When families are placed under stressful situations, many different reactions can occur. There can be heart break, there can be fighting, among other things. Sometimes the situation is something out of our control. When I was seventeen, my father was diagnosed with Kidney cancer. It is something that threw my family for a loop. My father went into surgery to have the cancer removed, and we were told that there was a great chance that he would be home in three to four days, recovering, but cancer free. Unfortunately that is not what happened. Complications arose and my father ended up having to stay in the hospitals for two weeks.

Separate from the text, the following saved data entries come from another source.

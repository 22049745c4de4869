use axum::Json;
use contracts::system::scheduler::{SchedulerRunResult, SchedulerStatus};

use crate::shared::error::ApiResult;
use crate::system::scheduler::{self, state};

/// GET /api/system/scheduler
pub async fn get_status() -> Json<SchedulerStatus> {
    Json(state::snapshot())
}

/// POST /api/system/scheduler/run
///
/// Внеочередной прогон с горизонтом из конфигурации
pub async fn run_now() -> ApiResult<Json<SchedulerRunResult>> {
    let lookahead_days = state::snapshot().lookahead_days;
    Ok(Json(scheduler::run_once(lookahead_days).await?))
}
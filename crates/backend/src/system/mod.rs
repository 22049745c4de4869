pub mod api;
pub mod auth;
pub mod initialization;
pub mod middleware;
pub mod scheduler;
pub mod tracing;
pub mod users;
//! Карточка завода
//!
//! - view_model.rs: состояние формы и команды загрузки/сохранения
//! - view.rs: компонент формы

mod view;
mod view_model;

pub use view::FactoryDetails;
pub use view_model::FactoryDetailsViewModel;
use contracts::shared::validation::FieldError;
use contracts::system::users::{
    validate_password, ChangePasswordDto, CreateUserDto, UpdateUserDto, User, UserRole,
};
use leptos::prelude::*;
use leptos::task::spawn_local;
use thaw::*;

use crate::shared::components::form_field::FormField;
use crate::shared::toast::{notify_error, notify_success};
use crate::system::users::api;

fn non_empty(value: String) -> Option<String> {
    let trimmed = value.trim();
    (!trimmed.is_empty()).then(|| trimmed.to_string())
}

/// Форма пользователя: создание (`user = None`) или правка
#[component]
pub fn UserForm(
    user: Option<User>,
    on_close: Callback<()>,
    on_saved: Callback<()>,
) -> impl IntoView {
    let is_edit = user.is_some();
    let user_id = user.as_ref().map(|u| u.id.clone()).unwrap_or_default();

    let username = RwSignal::new(user.as_ref().map(|u| u.username.clone()).unwrap_or_default());
    let password = RwSignal::new(String::new());
    let email = RwSignal::new(user.as_ref().and_then(|u| u.email.clone()).unwrap_or_default());
    let full_name = RwSignal::new(
        user.as_ref()
            .and_then(|u| u.full_name.clone())
            .unwrap_or_default(),
    );
    let role = RwSignal::new(
        user.as_ref()
            .map(|u| u.role.as_str().to_string())
            .unwrap_or_else(|| UserRole::Technician.as_str().to_string()),
    );
    let is_active = RwSignal::new(user.as_ref().map(|u| u.is_active).unwrap_or(true));
    let errors = RwSignal::new(Vec::<FieldError>::new());
    let is_saving = RwSignal::new(false);

    let save = move |_| {
        let selected_role = UserRole::parse(&role.get_untracked()).unwrap_or_default();
        is_saving.set(true);

        if is_edit {
            let dto = UpdateUserDto {
                id: user_id.clone(),
                email: non_empty(email.get_untracked()),
                full_name: non_empty(full_name.get_untracked()),
                is_active: is_active.get_untracked(),
                role: selected_role,
            };
            spawn_local(async move {
                match api::update_user(&dto).await {
                    Ok(()) => {
                        notify_success("Пользователь сохранён");
                        on_saved.run(());
                    }
                    Err(e) => notify_error(e),
                }
                is_saving.set(false);
            });
            return;
        }

        let dto = CreateUserDto {
            username: username.get_untracked().trim().to_string(),
            password: password.get_untracked(),
            email: non_empty(email.get_untracked()),
            full_name: non_empty(full_name.get_untracked()),
            role: selected_role,
        };
        let field_errors = dto.validate_fields();
        if !field_errors.is_empty() {
            errors.set(field_errors);
            is_saving.set(false);
            return;
        }
        errors.set(Vec::new());
        spawn_local(async move {
            match api::create_user(&dto).await {
                Ok(_) => {
                    notify_success(format!("Создан пользователь {}", dto.username));
                    on_saved.run(());
                }
                Err(e) => notify_error(e),
            }
            is_saving.set(false);
        });
    };

    view! {
        <div class="modal-overlay" on:click=move |_| on_close.run(())>
            <div class="modal-content" on:click=move |ev| ev.stop_propagation()>
                <div class="modal-header">
                    <h3>{if is_edit { "Пользователь" } else { "Новый пользователь" }}</h3>
                    <button class="btn-close" on:click=move |_| on_close.run(())>"×"</button>
                </div>

                <div class="details-form">
                    <FormField label="Логин" field="username" errors=errors required=true>
                        <Input value=username disabled=is_edit/>
                    </FormField>
                    {(!is_edit).then(|| view! {
                        <FormField label="Пароль" field="password" errors=errors required=true>
                            <Input value=password input_type=InputType::Password/>
                        </FormField>
                    })}
                    <FormField label="ФИО" field="full_name" errors=errors>
                        <Input value=full_name/>
                    </FormField>
                    <FormField label="Email" field="email" errors=errors>
                        <Input value=email/>
                    </FormField>
                    <FormField label="Роль" field="role" errors=errors>
                        <Select value=role>
                            {UserRole::all().iter().map(|r| view! {
                                <option value=r.as_str()>{r.label()}</option>
                            }).collect_view()}
                        </Select>
                    </FormField>
                    {is_edit.then(|| view! { <Checkbox checked=is_active label="Активен"/> })}
                </div>

                <div class="form-actions">
                    <Button appearance=ButtonAppearance::Primary on_click=save disabled=is_saving>
                        "Сохранить"
                    </Button>
                    <Button appearance=ButtonAppearance::Secondary on_click=move |_| on_close.run(())>
                        "Отмена"
                    </Button>
                </div>
            </div>
        </div>
    }
}

/// Смена пароля. Администратор меняет чужой пароль без старого.
#[component]
pub fn ChangePasswordForm(
    user_id: String,
    #[prop(into)]
    title: String,
    /// Требовать текущий пароль (смена своего пароля)
    require_old: bool,
    on_close: Callback<()>,
) -> impl IntoView {
    let old_password = RwSignal::new(String::new());
    let new_password = RwSignal::new(String::new());
    let confirm = RwSignal::new(String::new());
    let errors = RwSignal::new(Vec::<FieldError>::new());

    let save = move |_| {
        let new_value = new_password.get_untracked();
        let mut found = Vec::new();
        if require_old && old_password.get_untracked().is_empty() {
            found.push(FieldError::new("old_password", "Введите текущий пароль"));
        }
        if let Err(msg) = validate_password(&new_value) {
            found.push(FieldError::new("new_password", msg));
        }
        if new_value != confirm.get_untracked() {
            found.push(FieldError::new("confirm", "Пароли не совпадают"));
        }
        if !found.is_empty() {
            errors.set(found);
            return;
        }
        errors.set(Vec::new());

        let dto = ChangePasswordDto {
            user_id: user_id.clone(),
            old_password: require_old.then(|| old_password.get_untracked()),
            new_password: new_value,
        };
        spawn_local(async move {
            match api::change_password(&dto).await {
                Ok(()) => {
                    notify_success("Пароль изменён");
                    on_close.run(());
                }
                Err(e) => notify_error(e),
            }
        });
    };

    view! {
        <div class="modal-overlay" on:click=move |_| on_close.run(())>
            <div class="modal-content" on:click=move |ev| ev.stop_propagation()>
                <div class="modal-header">
                    <h3>{title}</h3>
                    <button class="btn-close" on:click=move |_| on_close.run(())>"×"</button>
                </div>
                <div class="details-form">
                    {require_old.then(|| view! {
                        <FormField label="Текущий пароль" field="old_password" errors=errors>
                            <Input value=old_password input_type=InputType::Password/>
                        </FormField>
                    })}
                    <FormField label="Новый пароль" field="new_password" errors=errors required=true>
                        <Input value=new_password input_type=InputType::Password/>
                    </FormField>
                    <FormField label="Повтор пароля" field="confirm" errors=errors required=true>
                        <Input value=confirm input_type=InputType::Password/>
                    </FormField>
                </div>
                <div class="form-actions">
                    <Button appearance=ButtonAppearance::Primary on_click=save>"Сменить"</Button>
                </div>
            </div>
        </div>
    }
}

Those two weeks were extremely hard complicated. Between my mother working a full time job, I attending high school, working, and an active participate in my ballet company, along with my brother attending college locally we were already a busy family, but now we had to add taking care of my father and making sure he was okay. We spent every second we could at the hospital, It was two weeks that changed my life forever. My family after that understood how fast everything can change. We stopped taking each other for granted and wanted to be around each other more. Our home was filled with more happiness and joy than ever before.

Friday, November 4, 2016

Waiting.

The topic of waiting until marriage was one I was asked verily often throughout high school. It seemed to be the only thing a lot of my friends were talking about. In fact, I am sure it still does with a number a high school students today. The idea of waiting seemed so foreign to them, and they never understood why. For a while, I did not understand why either, but I had been told my entire life that I needed too.

Through different experiences in my life, I finally understand why waiting until marriage to have sex is so key. It is because it is sacred. That bond that you and spouse share is something so special I cannot imagine sharing that with more than them. I heard often of breakups, made so much harder because that bond was there. As you spend more time together, you grow so much together. You share something special and sacred, that God intended for you to only with one other person.